[Stored data]
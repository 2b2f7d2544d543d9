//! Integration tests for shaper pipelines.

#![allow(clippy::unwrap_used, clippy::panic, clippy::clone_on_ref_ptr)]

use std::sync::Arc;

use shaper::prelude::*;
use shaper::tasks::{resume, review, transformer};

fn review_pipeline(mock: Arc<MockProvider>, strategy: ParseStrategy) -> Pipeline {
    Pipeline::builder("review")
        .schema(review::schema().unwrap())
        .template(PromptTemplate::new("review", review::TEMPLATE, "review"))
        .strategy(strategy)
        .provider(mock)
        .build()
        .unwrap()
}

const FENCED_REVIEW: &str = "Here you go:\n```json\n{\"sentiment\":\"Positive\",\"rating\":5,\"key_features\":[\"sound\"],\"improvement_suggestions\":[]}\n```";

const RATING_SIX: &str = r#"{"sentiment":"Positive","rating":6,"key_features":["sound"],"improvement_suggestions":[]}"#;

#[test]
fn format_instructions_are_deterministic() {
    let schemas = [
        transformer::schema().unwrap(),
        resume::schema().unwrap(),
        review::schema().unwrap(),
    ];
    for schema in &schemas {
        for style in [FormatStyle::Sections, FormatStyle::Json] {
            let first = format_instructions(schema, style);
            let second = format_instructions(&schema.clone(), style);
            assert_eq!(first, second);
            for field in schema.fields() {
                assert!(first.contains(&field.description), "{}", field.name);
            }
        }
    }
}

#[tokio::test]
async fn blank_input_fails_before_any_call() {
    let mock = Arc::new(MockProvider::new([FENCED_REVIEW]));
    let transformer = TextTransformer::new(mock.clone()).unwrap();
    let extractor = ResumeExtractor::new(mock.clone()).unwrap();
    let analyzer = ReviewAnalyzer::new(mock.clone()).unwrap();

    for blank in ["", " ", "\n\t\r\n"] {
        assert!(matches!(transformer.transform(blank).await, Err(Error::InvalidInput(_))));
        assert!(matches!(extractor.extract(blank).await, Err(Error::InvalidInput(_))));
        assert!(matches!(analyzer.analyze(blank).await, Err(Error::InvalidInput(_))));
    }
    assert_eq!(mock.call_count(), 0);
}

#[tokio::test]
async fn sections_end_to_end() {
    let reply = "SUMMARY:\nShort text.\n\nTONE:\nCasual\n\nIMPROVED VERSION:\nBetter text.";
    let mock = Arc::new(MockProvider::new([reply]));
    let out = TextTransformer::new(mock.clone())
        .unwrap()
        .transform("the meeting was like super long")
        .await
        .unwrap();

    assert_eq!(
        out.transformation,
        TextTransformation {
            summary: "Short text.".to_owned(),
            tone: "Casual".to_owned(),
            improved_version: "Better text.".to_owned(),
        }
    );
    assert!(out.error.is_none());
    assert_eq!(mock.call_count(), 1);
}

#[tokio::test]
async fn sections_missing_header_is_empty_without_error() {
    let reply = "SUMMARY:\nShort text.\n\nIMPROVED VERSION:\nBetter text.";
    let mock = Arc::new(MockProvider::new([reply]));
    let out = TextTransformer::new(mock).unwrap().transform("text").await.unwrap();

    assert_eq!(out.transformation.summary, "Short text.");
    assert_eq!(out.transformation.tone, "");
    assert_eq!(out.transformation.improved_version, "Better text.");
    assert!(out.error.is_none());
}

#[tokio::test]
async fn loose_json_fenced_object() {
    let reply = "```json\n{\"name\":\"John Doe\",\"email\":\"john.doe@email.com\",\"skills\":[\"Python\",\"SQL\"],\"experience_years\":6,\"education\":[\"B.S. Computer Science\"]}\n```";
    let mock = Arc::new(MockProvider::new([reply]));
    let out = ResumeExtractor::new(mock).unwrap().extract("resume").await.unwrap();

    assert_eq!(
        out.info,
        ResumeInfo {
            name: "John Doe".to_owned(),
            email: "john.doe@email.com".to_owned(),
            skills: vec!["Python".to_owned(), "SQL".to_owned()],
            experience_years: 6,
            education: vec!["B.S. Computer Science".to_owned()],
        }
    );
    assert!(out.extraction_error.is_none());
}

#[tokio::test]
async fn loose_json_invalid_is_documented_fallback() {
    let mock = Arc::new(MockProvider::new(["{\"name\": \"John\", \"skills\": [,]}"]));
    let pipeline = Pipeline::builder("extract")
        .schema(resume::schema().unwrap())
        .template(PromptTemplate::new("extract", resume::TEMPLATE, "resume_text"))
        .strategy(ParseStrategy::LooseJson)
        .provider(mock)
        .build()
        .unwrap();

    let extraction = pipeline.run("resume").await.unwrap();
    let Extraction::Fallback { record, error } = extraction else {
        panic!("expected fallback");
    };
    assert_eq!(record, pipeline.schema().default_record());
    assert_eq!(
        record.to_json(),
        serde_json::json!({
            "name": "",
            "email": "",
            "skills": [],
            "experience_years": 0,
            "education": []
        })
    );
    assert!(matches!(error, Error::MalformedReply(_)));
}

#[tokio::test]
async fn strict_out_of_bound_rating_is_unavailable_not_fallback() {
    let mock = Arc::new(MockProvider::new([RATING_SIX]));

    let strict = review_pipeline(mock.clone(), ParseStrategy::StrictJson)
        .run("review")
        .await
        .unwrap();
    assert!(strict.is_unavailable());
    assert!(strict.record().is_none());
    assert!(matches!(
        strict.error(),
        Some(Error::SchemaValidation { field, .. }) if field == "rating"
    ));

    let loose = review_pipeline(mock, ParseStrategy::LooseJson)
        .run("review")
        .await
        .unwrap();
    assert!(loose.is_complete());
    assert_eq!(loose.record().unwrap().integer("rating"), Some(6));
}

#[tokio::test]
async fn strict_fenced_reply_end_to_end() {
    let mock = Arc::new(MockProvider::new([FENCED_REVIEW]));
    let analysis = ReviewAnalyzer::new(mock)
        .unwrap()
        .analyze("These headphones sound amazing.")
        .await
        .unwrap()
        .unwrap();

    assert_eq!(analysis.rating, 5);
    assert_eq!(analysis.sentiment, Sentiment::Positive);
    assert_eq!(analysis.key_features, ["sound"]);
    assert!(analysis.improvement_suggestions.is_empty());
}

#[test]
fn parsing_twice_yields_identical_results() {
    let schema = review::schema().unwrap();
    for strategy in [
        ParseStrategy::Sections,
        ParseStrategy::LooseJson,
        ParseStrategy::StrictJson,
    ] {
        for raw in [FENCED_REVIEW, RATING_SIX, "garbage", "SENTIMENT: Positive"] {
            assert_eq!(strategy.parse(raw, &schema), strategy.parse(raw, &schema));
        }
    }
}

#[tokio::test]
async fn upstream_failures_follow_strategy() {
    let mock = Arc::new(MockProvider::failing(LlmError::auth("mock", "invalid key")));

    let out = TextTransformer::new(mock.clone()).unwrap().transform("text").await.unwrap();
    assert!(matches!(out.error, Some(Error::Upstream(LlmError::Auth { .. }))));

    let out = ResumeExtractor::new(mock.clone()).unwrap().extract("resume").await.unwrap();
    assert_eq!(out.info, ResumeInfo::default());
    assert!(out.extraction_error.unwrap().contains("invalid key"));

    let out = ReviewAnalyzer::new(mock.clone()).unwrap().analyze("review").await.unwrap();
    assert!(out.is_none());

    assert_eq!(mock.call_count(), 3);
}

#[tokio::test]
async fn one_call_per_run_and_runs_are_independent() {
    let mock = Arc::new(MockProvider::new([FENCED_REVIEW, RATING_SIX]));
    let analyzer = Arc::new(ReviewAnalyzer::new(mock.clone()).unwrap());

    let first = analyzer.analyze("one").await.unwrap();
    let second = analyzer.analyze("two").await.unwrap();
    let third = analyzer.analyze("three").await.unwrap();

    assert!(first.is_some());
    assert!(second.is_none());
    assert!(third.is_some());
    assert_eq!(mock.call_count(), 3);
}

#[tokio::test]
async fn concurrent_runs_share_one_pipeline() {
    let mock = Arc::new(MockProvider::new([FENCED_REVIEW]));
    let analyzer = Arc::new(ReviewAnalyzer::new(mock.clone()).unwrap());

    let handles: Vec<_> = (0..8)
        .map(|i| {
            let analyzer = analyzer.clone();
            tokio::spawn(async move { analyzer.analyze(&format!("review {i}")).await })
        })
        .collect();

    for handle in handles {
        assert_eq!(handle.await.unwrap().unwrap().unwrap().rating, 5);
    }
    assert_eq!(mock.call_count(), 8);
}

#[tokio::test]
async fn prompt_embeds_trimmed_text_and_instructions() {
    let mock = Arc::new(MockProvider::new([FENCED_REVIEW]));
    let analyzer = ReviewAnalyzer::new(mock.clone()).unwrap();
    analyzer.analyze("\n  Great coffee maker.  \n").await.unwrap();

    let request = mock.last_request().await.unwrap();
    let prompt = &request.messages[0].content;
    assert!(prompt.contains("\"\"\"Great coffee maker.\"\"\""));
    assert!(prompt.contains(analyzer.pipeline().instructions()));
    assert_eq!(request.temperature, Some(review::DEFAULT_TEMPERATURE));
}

---

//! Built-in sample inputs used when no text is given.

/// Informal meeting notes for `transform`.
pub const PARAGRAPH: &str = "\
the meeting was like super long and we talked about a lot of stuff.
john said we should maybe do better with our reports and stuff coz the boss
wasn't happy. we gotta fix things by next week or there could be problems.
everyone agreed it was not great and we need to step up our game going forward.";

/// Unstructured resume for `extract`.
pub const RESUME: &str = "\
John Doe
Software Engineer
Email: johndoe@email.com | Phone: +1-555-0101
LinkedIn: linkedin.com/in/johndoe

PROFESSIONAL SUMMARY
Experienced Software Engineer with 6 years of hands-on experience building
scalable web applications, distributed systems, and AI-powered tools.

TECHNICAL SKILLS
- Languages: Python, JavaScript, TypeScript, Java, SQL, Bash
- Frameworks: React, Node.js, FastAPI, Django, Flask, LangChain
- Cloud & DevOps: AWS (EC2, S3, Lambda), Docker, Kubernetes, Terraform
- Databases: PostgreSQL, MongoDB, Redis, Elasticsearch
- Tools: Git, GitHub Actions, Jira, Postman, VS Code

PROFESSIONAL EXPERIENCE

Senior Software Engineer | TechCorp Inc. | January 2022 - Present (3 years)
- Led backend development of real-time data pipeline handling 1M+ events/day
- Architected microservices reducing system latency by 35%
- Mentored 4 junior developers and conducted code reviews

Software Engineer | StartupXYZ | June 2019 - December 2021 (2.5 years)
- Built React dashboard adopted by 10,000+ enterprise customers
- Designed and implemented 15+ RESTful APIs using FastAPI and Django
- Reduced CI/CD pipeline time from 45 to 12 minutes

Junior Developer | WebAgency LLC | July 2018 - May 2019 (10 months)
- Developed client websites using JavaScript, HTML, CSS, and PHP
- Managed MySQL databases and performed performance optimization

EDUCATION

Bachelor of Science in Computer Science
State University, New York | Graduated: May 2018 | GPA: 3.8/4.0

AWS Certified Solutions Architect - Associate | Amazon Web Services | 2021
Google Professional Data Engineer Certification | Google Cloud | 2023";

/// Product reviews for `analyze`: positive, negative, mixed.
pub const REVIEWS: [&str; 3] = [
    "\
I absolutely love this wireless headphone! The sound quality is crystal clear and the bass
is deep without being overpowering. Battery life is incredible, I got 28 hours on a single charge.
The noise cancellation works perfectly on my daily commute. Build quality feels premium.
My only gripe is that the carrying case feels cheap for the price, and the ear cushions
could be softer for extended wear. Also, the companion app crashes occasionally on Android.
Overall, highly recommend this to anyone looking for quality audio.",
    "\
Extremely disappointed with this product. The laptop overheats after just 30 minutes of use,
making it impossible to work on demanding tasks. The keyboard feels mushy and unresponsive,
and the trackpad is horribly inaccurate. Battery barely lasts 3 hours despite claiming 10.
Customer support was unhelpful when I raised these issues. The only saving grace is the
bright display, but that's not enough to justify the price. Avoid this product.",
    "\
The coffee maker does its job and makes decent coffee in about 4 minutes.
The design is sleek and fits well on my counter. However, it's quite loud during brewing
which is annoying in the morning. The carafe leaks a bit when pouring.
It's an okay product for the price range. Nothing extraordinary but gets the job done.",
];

ASSIGNMENT: Find the lines above that contain the word "record" and copy each one.

FINISHED TASK:
    let Extraction::Fallback { record, error } = extraction else {
    assert_eq!(record, pipeline.schema().default_record());
        record.to_json(),
    assert!(strict.record().is_none());
    assert_eq!(loose.record().unwrap().integer("rating"), Some(6));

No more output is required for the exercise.